### Task
Going line by line through the records below, count those containing the word "loaded", then give only the count.

BEGIN Input for this task

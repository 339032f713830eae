//! Application state for the Booking Availability Engine API.
//!
//! This module defines the shared application state that is available
//! to all request handlers.

use std::sync::Arc;

use crate::config::ConfigLoader;

/// Shared application state.
///
/// Contains resources that are shared across all request handlers,
/// currently the loaded booking-rules policy.
#[derive(Clone)]
pub struct AppState {
    /// The loaded booking-rules configuration.
    config: Arc<ConfigLoader>,
}

impl AppState {
    /// Creates a new application state with the given configuration loader.
    pub fn new(config: ConfigLoader) -> Self {
        Self {
            config: Arc::new(config),
        }
    }

    /// Returns a reference to the configuration loader.
    pub fn config(&self) -> &ConfigLoader {
        &self.config
    }
}

#[cfg(test)]
mod tests {
    use super::*;

    #[test]
    fn test_app_state_is_clone() {
        // Verify AppState can be cloned (required for axum state)
        fn assert_clone<T: Clone>() {}
        assert_clone::<AppState>();
    }
}
// Copyright 2026 Phillip Cloud
// Licensed under the Apache License, Version 2.0

use anyhow::{Context, Result};
use civic_app::{PersistedTheme, THEME_STORAGE_KEY, ThemeStore};
use std::fs;
use std::path::{Path, PathBuf};
use tracing::{debug, warn};

pub const THEME_FILE_NAME: &str = "civic-theme.json";

/// Where the theme mode lives between runs.
pub trait ThemePersistence {
    /// `Ok(None)` when nothing has been saved yet.
    fn load(&self) -> Result<Option<PersistedTheme>>;

    fn save(&mut self, theme: PersistedTheme) -> Result<()>;
}

/// `<state_dir>/civic-theme.json` holding `{"mode":"light"|"dark"}`.
#[derive(Debug, Clone)]
pub struct ThemeFile {
    path: PathBuf,
}

impl ThemeFile {
    pub fn in_dir(state_dir: &Path) -> Self {
        Self {
            path: state_dir.join(THEME_FILE_NAME),
        }
    }

    pub fn path(&self) -> &Path {
        &self.path
    }
}

impl ThemePersistence for ThemeFile {
    fn load(&self) -> Result<Option<PersistedTheme>> {
        if !self.path.exists() {
            return Ok(None);
        }
        let raw = fs::read_to_string(&self.path)
            .with_context(|| format!("read theme file {}", self.path.display()))?;
        let theme = parse_theme(&raw)
            .with_context(|| format!("parse {THEME_STORAGE_KEY} from {}", self.path.display()))?;
        Ok(Some(theme))
    }

    fn save(&mut self, theme: PersistedTheme) -> Result<()> {
        if let Some(parent) = self.path.parent() {
            fs::create_dir_all(parent)
                .with_context(|| format!("create theme directory {}", parent.display()))?;
        }
        let body = serde_json::to_string(&theme).context("serialize theme")?;
        fs::write(&self.path, body)
            .with_context(|| format!("write theme file {}", self.path.display()))?;
        debug!(path = %self.path.display(), mode = theme.mode.as_str(), "theme saved");
        Ok(())
    }
}

/// In-process persistence keeping the raw JSON.
#[derive(Debug, Clone, Default)]
pub struct MemoryTheme {
    raw: Option<String>,
    writes: usize,
}

impl MemoryTheme {
    pub fn with_raw(raw: impl Into<String>) -> Self {
        Self {
            raw: Some(raw.into()),
            writes: 0,
        }
    }

    pub fn raw(&self) -> Option<&str> {
        self.raw.as_deref()
    }

    pub fn writes(&self) -> usize {
        self.writes
    }
}

impl ThemePersistence for MemoryTheme {
    fn load(&self) -> Result<Option<PersistedTheme>> {
        self.raw.as_deref().map(parse_theme).transpose()
    }

    fn save(&mut self, theme: PersistedTheme) -> Result<()> {
        self.raw = Some(serde_json::to_string(&theme).context("serialize theme")?);
        self.writes += 1;
        Ok(())
    }
}

fn parse_theme(raw: &str) -> Result<PersistedTheme> {
    serde_json::from_str(raw)
        .context("theme must look like {\"mode\":\"light\"} or {\"mode\":\"dark\"}")
}

/// Applies the saved mode to `store`. Unreadable or malformed state keeps the
/// store's default mode.
pub fn hydrate_theme(store: &mut ThemeStore, persistence: &dyn ThemePersistence) {
    let persisted = match persistence.load() {
        Ok(persisted) => persisted,
        Err(error) => {
            warn!("ignoring saved theme: {error:#}");
            None
        }
    };
    store.hydrate(persisted);
}

#[cfg(test)]
mod tests {
    use super::{MemoryTheme, ThemePersistence, hydrate_theme};
    use civic_app::{ThemeMode, ThemeStore};

    #[test]
    fn corrupt_state_hydrates_to_default() {
        let persistence = MemoryTheme::with_raw("{\"mode\":\"sepia\"}");
        let mut store = ThemeStore::new(ThemeMode::Dark);
        hydrate_theme(&mut store, &persistence);
        assert!(store.is_hydrated());
        assert_eq!(store.mode(), ThemeMode::Dark);
    }

    #[test]
    fn toggle_round_trips_through_memory() -> anyhow::Result<()> {
        let mut persistence = MemoryTheme::default();
        let mut store = ThemeStore::new(ThemeMode::Light);
        hydrate_theme(&mut store, &persistence);

        persistence.save(store.toggle())?;
        assert_eq!(persistence.raw(), Some("{\"mode\":\"dark\"}"));
        assert_eq!(persistence.writes(), 1);

        let mut restarted = ThemeStore::new(ThemeMode::Light);
        hydrate_theme(&mut restarted, &persistence);
        assert_eq!(restarted.mode(), ThemeMode::Dark);
        Ok(())
    }
}
pub fn grievances() -> Vec<Grievance> {
    let rows = [
        (
            "Streetlight not working on FC Road",
            "Vikram Rao",
            "Pune",
            "electricity",
            Priority::Medium,
            GrievanceStatus::Open,
            date!(2026 - 01 - 04),
        ),
        (
            "Irregular water supply in ward 14",
            "Sneha Patil",
            "Nashik",
            "water",
            Priority::High,
            GrievanceStatus::InReview,
            date!(2026 - 01 - 09),
        ),
        (
            "Pothole near bus stand",
            "Priya Nair",
            "Ernakulam",
            "roads",
            Priority::Urgent,
            GrievanceStatus::Open,
            date!(2026 - 01 - 12),
        ),
        (
            "Garbage not collected for a week",
            "Meera Das",
            "Madurai",
            "sanitation",
            Priority::High,
            GrievanceStatus::Resolved,
            date!(2025 - 12 - 28),
        ),
        (
            "Ration card application delayed",
            "Vikram Rao",
            "Pune",
            "civil supplies",
            Priority::Low,
            GrievanceStatus::Rejected,
            date!(2025 - 11 - 30),
        ),
        (
            "Drain overflowing onto school road",
            "Sneha Patil",
            "Nagpur",
            "sanitation",
            Priority::Urgent,
            GrievanceStatus::Open,
            date!(2026 - 01 - 20),
        ),
        (
            "Old age pension not credited",
            "Meera Das",
            "Mysuru",
            "social welfare",
            Priority::Medium,
            GrievanceStatus::InReview,
            date!(2026 - 01 - 22),
        ),
        (
            "School roof leaking",
            "Priya Nair",
            "Surat",
            "education",
            Priority::High,
            GrievanceStatus::Open,
            date!(2026 - 02 - 01),
        ),
        (
            "Bus shelter damaged",
            "Vikram Rao",
            "Belagavi",
            "transport",
            Priority::Low,
            GrievanceStatus::Resolved,
            date!(2025 - 10 - 17),
        ),
        (
            "Clinic short of nurses",
            "Sneha Patil",
            "Nashik",
            "health",
            Priority::High,
            GrievanceStatus::Open,
            date!(2026 - 02 - 06),
        ),
        (
            "Encroachment on footpath",
            "Priya Nair",
            "Pune",
            "roads",
            Priority::Medium,
            GrievanceStatus::Open,
            date!(2026 - 02 - 11),
        ),
        (
            "Low voltage in evenings",
            "Meera Das",
            "Madurai",
            "electricity",
            Priority::Medium,
            GrievanceStatus::InReview,
            date!(2026 - 02 - 15),
        ),
    ];
    rows.into_iter()
        .enumerate()
        .map(|(index, row)| {
            let (title, citizen, district, category, priority, status, filed_on) = row;
            Grievance {
                id: GrievanceId::new(index as i64 + 1),
                title: title.to_owned(),
                citizen: citizen.to_owned(),
                district: district.to_owned(),
                category: category.to_owned(),
                priority,
                status,
                description: format!("{title}. Reported by {citizen} from {district}."),
                filed_on,
            }
        })
        .collect()
}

END Input for this task

### Response box
2